In a way, it was LA’s fault.
It goes like this: there are an unreasonable number of swimming pools in LA. People who live in homes with pools feel compelled to throw parties centered around them. These parties, like most, take place at night. As an actress, I had no choice but to go; that’s half the job, the other half being split evenly between Botox and dieting. Unfortunately, as a night-blind person, I didn’t belong around deep bodies of water, especially in four-inch heels which, let’s face it, are mandatory in Hollywood. On a penumbral pool deck, one of the safest places for a girl like me is sitting inside the hot tub. Unless you’re sitting with an octopus-armed guy who won’t take “no” for an answer.
So in a way, it was the fault of Los Angeles. In another way, it was Kat’s fault for running off to schmooze with that hot, young casting director and then disappearing into the crowd.

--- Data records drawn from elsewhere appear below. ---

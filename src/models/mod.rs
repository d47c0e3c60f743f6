//! Data models for the roadbite application
//!
//! This module contains the core domain models organized by concern:
//! - Location: Geographic coordinates and distances
//! - Route: Driving route polyline and summary
//! - Place: Restaurant candidates found along the route

pub mod location;
pub mod place;
pub mod route;

// Re-export all public types for convenient access
pub use location::{Coordinate, RoutePoint};
pub use place::PlaceCandidate;
pub use route::{Route, RouteSummary};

Kat was my best friend in Los Angeles, a rare beauty of ambiguous ethnic origins, which was useful casting-wise because she could audition for everything from Sacagawea to a Bangkok hooker. Her lips were so supersized, more than one woman on the street had begged her for the number of the genius who’d done her collagen, only to discover that her lips were, like almost nothing in Hollywood, 100% real. Her lustrous, ebony mane bounced around so dynamically, it looked like it had its own blood supply. Most maddening of all was that Kat was as smart as she was telegenic. She’d graduated summa cum laude from Yale, where I’d met her years before we ran into each other again in Los Angeles, and her fallback career if acting didn’t pan out was high-risk corporate finance. Besides being smart and connected, she was loyal and funny, all of which made her a great friend, even though standing next to her in public frequently made me want to kill myself.